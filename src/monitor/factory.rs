//! The collaborator a monitor uses to open database sessions.

use async_trait::async_trait;

use crate::session::DbSession;
use crate::Result;

/// Produces [`DbSession`]s for a monitor's main worker and node probes.
///
/// `acquire_environment` models the one-time environment/driver-manager handle allocation the
/// source system performs at monitor construction; its failure is fatal (`Construction` error)
/// and the monitor is never started.
#[async_trait]
pub trait SessionFactory: Send + Sync + 'static {
    async fn acquire_environment(&self) -> Result<()>;
    async fn new_session(&self) -> Result<Box<dyn DbSession>>;
}
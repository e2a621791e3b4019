//! The core per-cluster background supervisor: a main worker alternating between `Regular` and
//! `Panic` modes, backed by a dynamic pool of per-node probe workers spawned only while in
//! `Panic` mode.
//!
//! Probes never hold a pointer back to their monitor. Each owns a clone of exactly the shared
//! handles it needs — the topology cache, the query helper, and the [`shared::SharedState`]
//! flags/notifies used to report a claimed writer session or a freshly observed topology — so
//! ownership stays one-way, probe to monitor, with no cycle for a destructor to untangle.

mod core;
mod factory;
mod probe;
mod shared;

pub use core::{ClusterTopologyMonitor, MonitorConfig};
pub use factory::SessionFactory;
pub use shared::Mode;
//! Host selection strategies: random, round-robin-with-weights, and highest-weight.
//!
//! All three share one contract: filter to the eligible set (`state == UP` and, if a writer
//! was requested, `is_writer`), then pick one eligible host or fail with
//! [`ErrorKind::NoEligibleHost`].

mod highest_weight;
mod random;
mod round_robin;

use std::collections::HashMap;
use std::sync::Arc;

use async_trait::async_trait;

pub use highest_weight::HighestWeightSelector;
pub use random::RandomSelector;
pub use round_robin::{set_round_robin_weight, RoundRobinSelector};

use crate::error::{Error, ErrorKind};
use crate::host::Host;
use crate::Result;

/// Caller-supplied configuration for a selection call, e.g. `round_robin_host_weight_pairs`.
pub type Properties = HashMap<String, String>;

/// A pluggable strategy for choosing one host from a topology.
#[async_trait]
pub trait HostSelector: Send + Sync {
    async fn select(&self, hosts: &[Host], want_writer: bool, properties: &Properties) -> Result<Host>;
}

/// Applies the shared eligibility filter: `state == UP` and, if `want_writer`, `is_writer`.
fn eligible(hosts: &[Host], want_writer: bool) -> Vec<Host> {
    hosts
        .iter()
        .filter(|h| h.is_up() && (!want_writer || h.is_writer))
        .cloned()
        .collect()
}

fn no_eligible_host() -> Error {
    Error::new(ErrorKind::NoEligibleHost)
}

/// The `READERHOSTSELECTORSTRATEGY` connection-string values (spec §6); defaults to `Random`.
#[derive(Clone, Copy, Debug, Default, PartialEq, Eq)]
pub enum SelectorStrategy {
    #[default]
    Random,
    RoundRobin,
    HighestWeight,
}

impl SelectorStrategy {
    /// Parses the `READERHOSTSELECTORSTRATEGY` value case-insensitively.
    pub fn parse(raw: &str) -> Result<Self> {
        match raw.to_ascii_uppercase().as_str() {
            "RANDOM" => Ok(Self::Random),
            "ROUND_ROBIN" => Ok(Self::RoundRobin),
            "HIGHEST_WEIGHT" => Ok(Self::HighestWeight),
            other => Err(Error::new(ErrorKind::configuration(format!(
                "unknown reader host selector strategy {other:?}"
            )))),
        }
    }

    /// Builds the concrete selector this strategy names. `RoundRobin` carries per-cluster
    /// stickiness state, so each call to this method returns a fresh, independent selector —
    /// callers that want shared stickiness across calls should build once and reuse the
    /// `Arc<dyn HostSelector>`.
    pub fn build(self) -> Arc<dyn HostSelector> {
        match self {
            Self::Random => Arc::new(RandomSelector),
            Self::RoundRobin => Arc::new(RoundRobinSelector::new()),
            Self::HighestWeight => Arc::new(HighestWeightSelector),
        }
    }
}
//! Contains the `Error` and `Result` types used throughout this crate.

use std::sync::Arc;

use thiserror::Error;

use crate::host::Host;

/// The result type returned by fallible operations in this crate.
pub type Result<T> = std::result::Result<T, Error>;

/// An error that can occur while monitoring cluster topology or orchestrating a failover.
///
/// The inner [`ErrorKind`] is wrapped in an `Arc` so that `Error` remains cheaply `Clone`,
/// which is required because monitor state is shared across probe tasks.
#[derive(Clone, Debug, Error)]
#[error("{kind}")]
pub struct Error {
    kind: Arc<ErrorKind>,
}

impl Error {
    pub(crate) fn new(kind: ErrorKind) -> Self {
        Self {
            kind: Arc::new(kind),
        }
    }

    /// The kind of error that occurred.
    pub fn kind(&self) -> &ErrorKind {
        &self.kind
    }
}

impl From<ErrorKind> for Error {
    fn from(kind: ErrorKind) -> Self {
        Error::new(kind)
    }
}

/// The taxonomy of errors this crate can produce, independent of where they originate.
#[derive(Clone, Debug, Error)]
#[non_exhaustive]
pub enum ErrorKind {
    /// A property value was malformed or out of range (e.g. a non-integer weight, a weight
    /// `<= 0`, or a malformed `host:weight` pair). Selection fails and the error propagates to
    /// the failover caller.
    #[error("bad configuration: {message}")]
    Configuration { message: String },

    /// A host selector was given an eligible set that was empty after filtering.
    #[error("no eligible host found")]
    NoEligibleHost,

    /// A database session could not be opened to a host.
    #[error("failed to connect to {host}: {message}")]
    Connect { host: Host, message: String },

    /// A handle allocation, execution, bind, or fetch failed on an already-open session.
    #[error("query failed against {host}: {message}")]
    Query { host: Host, message: String },

    /// A failover's deadline expired without a successful, role-compliant reconnection.
    #[error("failover deadline expired")]
    Deadline,

    /// The SQL state presented to the failover service did not warrant failover.
    #[error("sql state {sql_state} does not warrant failover")]
    Skipped { sql_state: String },

    /// A fatal failure constructing a topology monitor (e.g. environment/handle allocation).
    #[error("failed to construct monitor for cluster {cluster_id}: {message}")]
    Construction { cluster_id: String, message: String },
}

impl ErrorKind {
    pub(crate) fn connect(host: Host, message: impl Into<String>) -> Self {
        ErrorKind::Connect {
            host,
            message: message.into(),
        }
    }

    pub(crate) fn query(host: Host, message: impl Into<String>) -> Self {
        ErrorKind::Query {
            host,
            message: message.into(),
        }
    }

    pub(crate) fn configuration(message: impl Into<String>) -> Self {
        ErrorKind::Configuration {
            message: message.into(),
        }
    }
}
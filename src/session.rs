//! The abstract database session collaborator.
//!
//! This crate never speaks a wire protocol itself; it drives an arbitrary session type through
//! this trait. Production callers implement it over their own ODBC/driver connection; tests
//! implement it over an in-memory [`MockSession`](crate::test_util::MockSession).

use async_trait::async_trait;

use crate::error::Result;

/// A single row of query results, as a sequence of text-rendered columns.
///
/// Real drivers bind typed columns; this crate only ever asks for a handful of
/// well-known columns (see [`crate::dialect::Dialect`]), so a simple string-column cursor is
/// sufficient and keeps the trait decoupled from any particular driver's binding API.
pub type Row = Vec<Option<String>>;

/// An abstract, already-open (or openable) connection to one database node.
#[async_trait]
pub trait DbSession: Send + Sync + 'static {
    /// Opens the session using the given connection string. Connection strings are opaque to
    /// this crate except for the keys documented in [`crate::util::conn_string`].
    async fn connect(&mut self, connection_string: &str) -> Result<()>;

    /// Executes `query` and returns all result rows.
    async fn execute(&mut self, query: &str) -> Result<Vec<Row>>;

    /// A cheap liveness check; used by the monitor to decide whether to attempt a reconnect.
    async fn ping(&mut self) -> bool;

    /// Releases any underlying resources. Idempotent.
    async fn close(&mut self);
}
pub mod log;
pub mod store;

pub use log::{ConversationLog, ConversationRecord, Message, Role};
pub use store::{ConversationStore, JsonFileStore, update};
use serde::{Deserialize, Serialize};

// Canned payloads. Defaults reproduce the classroom demo bot these replies
// were first written for.

const DEMO_IMAGE_URL: &str = "https://ryankert01.github.io/yzu-oss-hw4/image.png";
const DEMO_VIDEO_URL: &str = "https://ryankert01.github.io/yzu-oss-hw4/video.mp4";
const DEMO_VIDEO_PREVIEW_URL: &str = "https://static01.nyt.com/images/2025/05/03/multimedia/03biz-berkshire-file-ckmj/03biz-berkshire-file-ckmj-articleLarge.jpg";

#[derive(Debug, Clone, Serialize, Deserialize)]
pub struct TextReply {
    pub keyword: String,
    pub text: String,
}

impl Default for TextReply {
    fn default() -> Self {
        Self {
            keyword: "文字".to_string(),
            text: "這是一則文字回覆！".to_string(),
        }
    }
}

#[derive(Debug, Clone, Serialize, Deserialize)]
pub struct StickerReply {
    pub keyword: String,
    #[serde(rename = "packageId")]
    pub package_id: String,
    #[serde(rename = "stickerId")]
    pub sticker_id: String,
}

impl Default for StickerReply {
    fn default() -> Self {
        Self {
            keyword: "貼圖".to_string(),
            package_id: "1".to_string(),
            sticker_id: "1".to_string(),
        }
    }
}

/// Used for both the image and the video keyword.
#[derive(Debug, Clone, Serialize, Deserialize)]
pub struct MediaReply {
    pub keyword: String,
    pub url: String,
    #[serde(rename = "previewUrl")]
    pub preview_url: String,
}

fn default_image_reply() -> MediaReply {
    MediaReply {
        keyword: "圖片".to_string(),
        url: DEMO_IMAGE_URL.to_string(),
        preview_url: DEMO_IMAGE_URL.to_string(),
    }
}

fn default_video_reply() -> MediaReply {
    MediaReply {
        keyword: "影片".to_string(),
        url: DEMO_VIDEO_URL.to_string(),
        preview_url: DEMO_VIDEO_PREVIEW_URL.to_string(),
    }
}

#[derive(Debug, Clone, Serialize, Deserialize)]
pub struct LocationReply {
    pub keyword: String,
    pub title: String,
    pub address: String,
    pub latitude: f64,
    pub longitude: f64,
}

impl Default for LocationReply {
    fn default() -> Self {
        Self {
            keyword: "位置資訊".to_string(),
            title: "台北 101".to_string(),
            address: "台北市信義路五段7號".to_string(),
            latitude: 25.033_968,
            longitude: 121.564_468,
        }
    }
}

#[derive(Debug, Clone, Serialize, Deserialize)]
pub struct ImageSearchReply {
    /// Messages starting with this prefix are catalog searches.
    pub prefix: String,
    #[serde(rename = "notFound")]
    pub not_found: String,
}

impl Default for ImageSearchReply {
    fn default() -> Self {
        Self {
            prefix: "mygo:".to_string(),
            not_found: "找不到圖片wwwwwwwww".to_string(),
        }
    }
}

fn default_help() -> String {
    "請輸入：文字、貼圖、圖片、影片 或 位置資訊 來測試不同回覆。".to_string()
}

fn default_non_text_placeholder() -> String {
    "[非文字回覆]".to_string()
}

fn default_error_prefix() -> String {
    "AI 回覆時發生錯誤：".to_string()
}

#[derive(Debug, Clone, Serialize, Deserialize)]
pub struct RepliesConfig {
    #[serde(default)]
    pub text: TextReply,
    #[serde(default)]
    pub sticker: StickerReply,
    #[serde(default = "default_image_reply")]
    pub image: MediaReply,
    #[serde(default = "default_video_reply")]
    pub video: MediaReply,
    #[serde(default)]
    pub location: LocationReply,
    #[serde(default, rename = "imageSearch")]
    pub image_search: ImageSearchReply,
    /// Sent for free-form text when no generative backend is configured.
    #[serde(default = "default_help")]
    pub help: String,
    /// Logged as the assistant turn for sticker/image/video/location replies.
    #[serde(default = "default_non_text_placeholder", rename = "nonTextPlaceholder")]
    pub non_text_placeholder: String,
    /// Prepended to the error description when the generative call fails.
    #[serde(default = "default_error_prefix", rename = "errorPrefix")]
    pub error_prefix: String,
}

impl Default for RepliesConfig {
    fn default() -> Self {
        Self {
            text: TextReply::default(),
            sticker: StickerReply::default(),
            image: default_image_reply(),
            video: default_video_reply(),
            location: LocationReply::default(),
            image_search: ImageSearchReply::default(),
            help: default_help(),
            non_text_placeholder: default_non_text_placeholder(),
            error_prefix: default_error_prefix(),
        }
    }
}

impl RepliesConfig {
    /// Command keywords in classification order.
    pub fn keywords(&self) -> [&str; 5] {
        [
            &self.text.keyword,
            &self.sticker.keyword,
            &self.image.keyword,
            &self.video.keyword,
            &self.location.keyword,
        ]
    }

    pub(crate) fn validate(&self) -> Result<(), crate::errors::BotError> {
        use crate::errors::BotError;

        let keywords = self.keywords();
        for (i, keyword) in keywords.iter().enumerate() {
            if keyword.trim().is_empty() {
                return Err(BotError::Config(
                    "replies keywords must not be empty".into(),
                ));
            }
            // Compared after normalization, so case-only duplicates collide too
            if keywords[..i]
                .iter()
                .any(|other| other.trim().to_lowercase() == keyword.trim().to_lowercase())
            {
                return Err(BotError::Config(format!(
                    "replies keyword '{}' is used more than once",
                    keyword
                )));
            }
        }
        if self.image_search.prefix.trim().is_empty() {
            return Err(BotError::Config(
                "replies.imageSearch.prefix must not be empty".into(),
            ));
        }
        if !(-90.0..=90.0).contains(&self.location.latitude)
            || !(-180.0..=180.0).contains(&self.location.longitude)
        {
            return Err(BotError::Config(
                "replies.location coordinates are out of range".into(),
            ));
        }
        Ok(())
    }
}
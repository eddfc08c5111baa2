use super::{ConversationCommands, resolve_config_path, setup_dispatcher, setup_store};
use crate::catalog::ImageCatalog;
use crate::config::credentials::{CREDENTIAL_NAMES, detect_source};
use crate::config::load_config;
use crate::conversation::{self, ConversationStore};
use anyhow::Result;
use std::path::Path;

pub(super) fn search(config_path: Option<&Path>, keyword: &str) -> Result<()> {
    let config = load_config(config_path)?;
    let catalog = ImageCatalog::load(&config.catalog_path())?;
    match catalog.search(keyword.trim()) {
        Some(url) => println!("{}", url),
        None => println!("{}", config.replies.image_search.not_found),
    }
    Ok(())
}

pub(super) async fn ask(config_path: Option<&Path>, text: &str) -> Result<()> {
    let config = load_config(config_path)?;
    let dispatcher = setup_dispatcher(&config)?;
    let directive = dispatcher.dispatch(text).await;
    println!("{}", serde_json::to_string_pretty(&directive)?);
    Ok(())
}

pub(super) async fn conversations_command(
    config_path: Option<&Path>,
    cmd: ConversationCommands,
) -> Result<()> {
    let config = load_config(config_path)?;
    let store = setup_store(&config)?;

    match cmd {
        ConversationCommands::List => {
            let log = store.load().await?;
            if log.is_empty() {
                println!("No conversations.");
            } else {
                println!("{}", serde_json::to_string_pretty(&log)?);
            }
        }
        ConversationCommands::Show { id } => {
            let log = store.load().await?;
            let Some(record) = log.get(&id) else {
                anyhow::bail!("conversation not found: {}", id);
            };
            println!("{}", serde_json::to_string_pretty(record)?);
        }
        ConversationCommands::Delete { id } => {
            if conversation::update(&store, |log| log.remove(&id)).await? {
                println!("\u{2713} Deleted conversation {}", id);
            } else {
                anyhow::bail!("conversation not found: {}", id);
            }
        }
        ConversationCommands::Clear => {
            let removed = conversation::update(&store, |log| {
                let n = log.len();
                log.clear();
                n
            })
            .await?;
            println!("\u{2713} Deleted {} conversation(s)", removed);
        }
    }
    Ok(())
}

pub(super) fn status_command(config_path: Option<&Path>) -> Result<()> {
    let path = resolve_config_path(config_path)?;
    let config = load_config(Some(&path))?;

    println!("mygo-bot status\n");
    println!(
        "Config: {} {}",
        path.display(),
        if path.exists() { "\u{2713}" } else { "\u{2717}" }
    );

    let catalog = config.catalog_path();
    println!(
        "Catalog: {} {}",
        catalog.display(),
        if catalog.exists() { "\u{2713}" } else { "\u{2717}" }
    );
    println!("Conversation log: {}", config.store_path()?.display());
    println!(
        "Webhook: http://{}:{}{}",
        config.gateway.host, config.gateway.port, config.line.webhook_path
    );
    println!(
        "Gemini model: {}{}",
        config.providers.gemini.model,
        if config.providers.gemini.is_configured() {
            ""
        } else {
            " (disabled, no API key)"
        }
    );

    println!("\nSettings:");
    for name in CREDENTIAL_NAMES {
        println!("  {:<28} {}", name, detect_source(name, &config));
    }
    Ok(())
}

◆ Aim of the task
Return each line of the material in which the string "repository" can be found.

◆ Result of this exercise
repository e2a621791e3b4019
repository eddfc08c5111baa2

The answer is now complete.